--- Information given Enclosed Below ---

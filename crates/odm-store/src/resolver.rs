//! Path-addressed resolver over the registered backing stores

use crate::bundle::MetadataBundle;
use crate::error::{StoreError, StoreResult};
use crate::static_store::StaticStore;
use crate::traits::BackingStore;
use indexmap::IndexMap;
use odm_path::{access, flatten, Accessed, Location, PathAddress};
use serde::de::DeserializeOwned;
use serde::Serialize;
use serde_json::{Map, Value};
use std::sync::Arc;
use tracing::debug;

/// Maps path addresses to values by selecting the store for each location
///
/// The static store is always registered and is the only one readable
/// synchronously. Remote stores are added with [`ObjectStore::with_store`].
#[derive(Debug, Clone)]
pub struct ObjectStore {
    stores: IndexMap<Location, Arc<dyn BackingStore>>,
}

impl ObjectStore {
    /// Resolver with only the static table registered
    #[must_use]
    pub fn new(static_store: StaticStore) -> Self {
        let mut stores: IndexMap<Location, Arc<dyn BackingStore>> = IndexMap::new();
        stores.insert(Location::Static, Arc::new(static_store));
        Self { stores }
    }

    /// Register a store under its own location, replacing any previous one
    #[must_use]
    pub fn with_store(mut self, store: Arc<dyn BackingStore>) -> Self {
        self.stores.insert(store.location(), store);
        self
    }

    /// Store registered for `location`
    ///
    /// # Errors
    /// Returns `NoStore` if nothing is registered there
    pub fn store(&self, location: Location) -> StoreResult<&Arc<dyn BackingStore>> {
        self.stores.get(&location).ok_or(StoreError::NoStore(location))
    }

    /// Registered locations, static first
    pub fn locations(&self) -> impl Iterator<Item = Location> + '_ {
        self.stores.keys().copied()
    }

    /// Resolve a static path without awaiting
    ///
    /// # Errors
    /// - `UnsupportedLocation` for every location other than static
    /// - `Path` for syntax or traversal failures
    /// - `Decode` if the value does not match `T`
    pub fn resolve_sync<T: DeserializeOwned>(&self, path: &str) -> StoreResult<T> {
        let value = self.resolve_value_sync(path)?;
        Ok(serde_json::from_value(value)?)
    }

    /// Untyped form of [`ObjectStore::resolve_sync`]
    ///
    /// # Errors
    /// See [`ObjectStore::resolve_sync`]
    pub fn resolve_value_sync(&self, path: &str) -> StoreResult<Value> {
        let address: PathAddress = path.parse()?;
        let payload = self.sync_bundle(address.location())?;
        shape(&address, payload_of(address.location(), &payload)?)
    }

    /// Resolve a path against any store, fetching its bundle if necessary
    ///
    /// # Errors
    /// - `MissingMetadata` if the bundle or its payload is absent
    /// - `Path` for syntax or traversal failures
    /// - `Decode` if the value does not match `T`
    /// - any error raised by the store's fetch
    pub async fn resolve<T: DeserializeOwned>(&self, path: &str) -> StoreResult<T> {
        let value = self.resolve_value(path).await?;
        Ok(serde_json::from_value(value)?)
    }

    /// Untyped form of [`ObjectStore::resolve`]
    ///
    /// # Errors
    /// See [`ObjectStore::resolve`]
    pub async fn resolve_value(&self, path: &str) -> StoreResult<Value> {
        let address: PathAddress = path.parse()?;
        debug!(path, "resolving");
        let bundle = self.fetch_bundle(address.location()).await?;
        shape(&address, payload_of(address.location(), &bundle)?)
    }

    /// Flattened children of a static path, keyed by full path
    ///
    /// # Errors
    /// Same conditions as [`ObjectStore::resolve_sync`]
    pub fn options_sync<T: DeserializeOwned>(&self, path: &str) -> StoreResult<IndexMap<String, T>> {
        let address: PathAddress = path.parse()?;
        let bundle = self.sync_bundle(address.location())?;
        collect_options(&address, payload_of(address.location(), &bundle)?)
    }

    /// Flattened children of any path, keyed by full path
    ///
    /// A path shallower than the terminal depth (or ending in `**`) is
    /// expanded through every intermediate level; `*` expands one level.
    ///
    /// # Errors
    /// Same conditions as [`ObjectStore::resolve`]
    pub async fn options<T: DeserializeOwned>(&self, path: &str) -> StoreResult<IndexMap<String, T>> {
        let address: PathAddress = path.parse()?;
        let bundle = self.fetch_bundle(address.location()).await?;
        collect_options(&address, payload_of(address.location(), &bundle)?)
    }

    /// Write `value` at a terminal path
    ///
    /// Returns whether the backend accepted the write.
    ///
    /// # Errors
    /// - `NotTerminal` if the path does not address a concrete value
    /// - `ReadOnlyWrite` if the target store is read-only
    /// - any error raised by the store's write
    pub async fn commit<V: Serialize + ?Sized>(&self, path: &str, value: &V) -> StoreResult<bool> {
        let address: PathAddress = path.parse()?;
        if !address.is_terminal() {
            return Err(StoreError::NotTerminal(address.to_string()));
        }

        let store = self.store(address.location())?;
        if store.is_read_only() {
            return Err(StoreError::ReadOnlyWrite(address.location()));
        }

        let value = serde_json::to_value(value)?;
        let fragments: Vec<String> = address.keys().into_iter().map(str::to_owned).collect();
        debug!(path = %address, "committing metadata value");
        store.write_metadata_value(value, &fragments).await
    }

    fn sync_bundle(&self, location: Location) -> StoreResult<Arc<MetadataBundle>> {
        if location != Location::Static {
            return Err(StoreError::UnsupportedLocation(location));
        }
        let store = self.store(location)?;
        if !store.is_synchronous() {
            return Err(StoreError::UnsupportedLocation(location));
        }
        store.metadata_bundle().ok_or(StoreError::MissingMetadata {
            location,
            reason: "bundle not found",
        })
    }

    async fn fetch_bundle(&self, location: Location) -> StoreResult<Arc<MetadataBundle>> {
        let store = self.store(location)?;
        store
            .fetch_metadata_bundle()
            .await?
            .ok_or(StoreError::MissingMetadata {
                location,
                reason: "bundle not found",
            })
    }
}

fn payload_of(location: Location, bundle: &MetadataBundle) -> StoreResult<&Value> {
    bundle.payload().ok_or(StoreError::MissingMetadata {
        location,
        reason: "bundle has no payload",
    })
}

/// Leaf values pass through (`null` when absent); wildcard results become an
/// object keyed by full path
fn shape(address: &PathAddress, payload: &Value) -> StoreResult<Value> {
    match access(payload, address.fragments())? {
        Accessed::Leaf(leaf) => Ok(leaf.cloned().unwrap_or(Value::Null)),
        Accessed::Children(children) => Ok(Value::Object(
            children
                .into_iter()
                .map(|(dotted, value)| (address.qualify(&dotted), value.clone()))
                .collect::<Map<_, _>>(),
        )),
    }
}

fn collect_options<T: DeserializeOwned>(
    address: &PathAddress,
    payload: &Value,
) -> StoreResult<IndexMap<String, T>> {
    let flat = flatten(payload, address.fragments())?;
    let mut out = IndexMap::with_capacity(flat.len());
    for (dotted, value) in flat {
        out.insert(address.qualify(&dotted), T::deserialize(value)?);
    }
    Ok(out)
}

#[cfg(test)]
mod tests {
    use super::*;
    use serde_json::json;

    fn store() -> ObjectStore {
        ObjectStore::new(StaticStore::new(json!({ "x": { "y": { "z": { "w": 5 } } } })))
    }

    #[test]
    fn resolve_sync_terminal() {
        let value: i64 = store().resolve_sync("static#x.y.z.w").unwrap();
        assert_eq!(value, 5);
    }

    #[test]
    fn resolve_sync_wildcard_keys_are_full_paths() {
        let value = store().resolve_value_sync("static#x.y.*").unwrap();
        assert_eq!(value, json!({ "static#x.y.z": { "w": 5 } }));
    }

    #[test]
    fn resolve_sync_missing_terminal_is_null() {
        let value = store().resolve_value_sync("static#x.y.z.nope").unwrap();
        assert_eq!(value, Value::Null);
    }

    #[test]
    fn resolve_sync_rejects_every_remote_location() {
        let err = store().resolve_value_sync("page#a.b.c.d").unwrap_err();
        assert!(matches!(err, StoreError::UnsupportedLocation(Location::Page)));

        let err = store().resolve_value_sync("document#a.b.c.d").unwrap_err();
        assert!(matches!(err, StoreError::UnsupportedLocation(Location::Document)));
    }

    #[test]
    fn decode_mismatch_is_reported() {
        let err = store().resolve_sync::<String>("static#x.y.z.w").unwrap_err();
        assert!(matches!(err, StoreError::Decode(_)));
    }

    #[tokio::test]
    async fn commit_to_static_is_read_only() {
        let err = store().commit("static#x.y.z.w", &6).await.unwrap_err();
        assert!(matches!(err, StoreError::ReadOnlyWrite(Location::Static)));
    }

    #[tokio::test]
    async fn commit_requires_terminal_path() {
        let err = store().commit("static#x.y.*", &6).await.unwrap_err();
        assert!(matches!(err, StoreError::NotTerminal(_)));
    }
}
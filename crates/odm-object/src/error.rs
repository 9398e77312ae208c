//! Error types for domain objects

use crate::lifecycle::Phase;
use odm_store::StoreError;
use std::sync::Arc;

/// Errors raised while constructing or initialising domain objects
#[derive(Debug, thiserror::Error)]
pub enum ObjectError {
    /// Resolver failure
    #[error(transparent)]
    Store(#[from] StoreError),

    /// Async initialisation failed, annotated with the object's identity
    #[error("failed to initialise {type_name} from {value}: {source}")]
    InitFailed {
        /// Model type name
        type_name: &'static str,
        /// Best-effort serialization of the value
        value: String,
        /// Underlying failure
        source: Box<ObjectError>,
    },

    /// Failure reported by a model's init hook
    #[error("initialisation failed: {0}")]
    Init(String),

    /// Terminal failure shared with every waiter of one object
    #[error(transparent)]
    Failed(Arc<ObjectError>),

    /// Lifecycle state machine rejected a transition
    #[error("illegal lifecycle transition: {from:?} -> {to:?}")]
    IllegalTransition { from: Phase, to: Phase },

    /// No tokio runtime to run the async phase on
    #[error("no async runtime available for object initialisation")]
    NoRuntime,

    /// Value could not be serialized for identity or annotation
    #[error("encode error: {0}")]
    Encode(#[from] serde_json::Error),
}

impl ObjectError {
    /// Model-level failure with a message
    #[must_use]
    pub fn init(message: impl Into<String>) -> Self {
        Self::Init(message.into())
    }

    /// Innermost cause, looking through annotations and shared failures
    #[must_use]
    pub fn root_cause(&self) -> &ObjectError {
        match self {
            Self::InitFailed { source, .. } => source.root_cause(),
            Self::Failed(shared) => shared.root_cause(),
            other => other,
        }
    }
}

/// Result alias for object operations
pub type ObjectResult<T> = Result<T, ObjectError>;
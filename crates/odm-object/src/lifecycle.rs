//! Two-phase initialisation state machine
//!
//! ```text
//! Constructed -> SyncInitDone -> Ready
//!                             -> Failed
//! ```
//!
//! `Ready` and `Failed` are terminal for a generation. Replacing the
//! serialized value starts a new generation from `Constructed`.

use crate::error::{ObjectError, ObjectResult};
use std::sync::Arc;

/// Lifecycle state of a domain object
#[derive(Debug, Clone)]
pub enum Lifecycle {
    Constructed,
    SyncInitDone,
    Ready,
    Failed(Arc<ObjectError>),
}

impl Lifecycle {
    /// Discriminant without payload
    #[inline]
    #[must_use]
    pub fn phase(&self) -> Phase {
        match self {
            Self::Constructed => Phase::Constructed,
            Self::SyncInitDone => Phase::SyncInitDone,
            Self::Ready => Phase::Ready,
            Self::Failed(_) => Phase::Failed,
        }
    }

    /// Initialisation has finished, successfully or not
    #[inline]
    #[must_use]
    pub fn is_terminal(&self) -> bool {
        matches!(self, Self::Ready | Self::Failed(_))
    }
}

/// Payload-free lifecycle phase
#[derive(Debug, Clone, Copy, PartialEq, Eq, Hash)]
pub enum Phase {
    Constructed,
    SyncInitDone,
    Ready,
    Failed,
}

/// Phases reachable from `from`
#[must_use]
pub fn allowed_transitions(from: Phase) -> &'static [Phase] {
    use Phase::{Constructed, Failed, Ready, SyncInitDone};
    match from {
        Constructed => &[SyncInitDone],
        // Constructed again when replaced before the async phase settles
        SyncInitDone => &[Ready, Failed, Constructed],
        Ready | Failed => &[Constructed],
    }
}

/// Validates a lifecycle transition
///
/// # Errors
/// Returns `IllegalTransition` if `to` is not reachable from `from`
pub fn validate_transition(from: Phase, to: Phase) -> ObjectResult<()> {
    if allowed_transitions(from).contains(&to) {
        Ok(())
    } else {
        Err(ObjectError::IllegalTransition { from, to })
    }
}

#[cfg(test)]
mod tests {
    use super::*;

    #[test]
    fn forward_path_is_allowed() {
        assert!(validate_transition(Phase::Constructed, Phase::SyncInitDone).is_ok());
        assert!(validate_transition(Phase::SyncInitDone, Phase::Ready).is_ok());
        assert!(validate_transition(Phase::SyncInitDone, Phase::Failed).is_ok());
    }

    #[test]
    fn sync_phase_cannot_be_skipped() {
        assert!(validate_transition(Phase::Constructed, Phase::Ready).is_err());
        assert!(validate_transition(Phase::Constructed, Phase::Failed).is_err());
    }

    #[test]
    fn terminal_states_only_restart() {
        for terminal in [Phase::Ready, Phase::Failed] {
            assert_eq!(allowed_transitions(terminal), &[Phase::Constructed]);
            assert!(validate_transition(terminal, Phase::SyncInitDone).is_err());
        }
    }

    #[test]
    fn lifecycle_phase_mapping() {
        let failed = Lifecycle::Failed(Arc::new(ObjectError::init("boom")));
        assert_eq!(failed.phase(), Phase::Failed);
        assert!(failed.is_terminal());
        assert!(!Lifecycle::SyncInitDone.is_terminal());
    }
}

--- End of Enclosed Information given ---

(Your instructions)
Give back the entries above exactly as they are, from their first line through the line that contains "use tracing::debug;", both included, with nothing else.

(Finished task)
filename crates/odm-store/src/resolver.rs
//! Path-addressed resolver over the registered backing stores

use crate::bundle::MetadataBundle;
use crate::error::{StoreError, StoreResult};
use crate::static_store::StaticStore;
use crate::traits::BackingStore;
use indexmap::IndexMap;
use odm_path::{access, flatten, Accessed, Location, PathAddress};
use serde::de::DeserializeOwned;
use serde::Serialize;
use serde_json::{Map, Value};
use std::sync::Arc;
use tracing::debug;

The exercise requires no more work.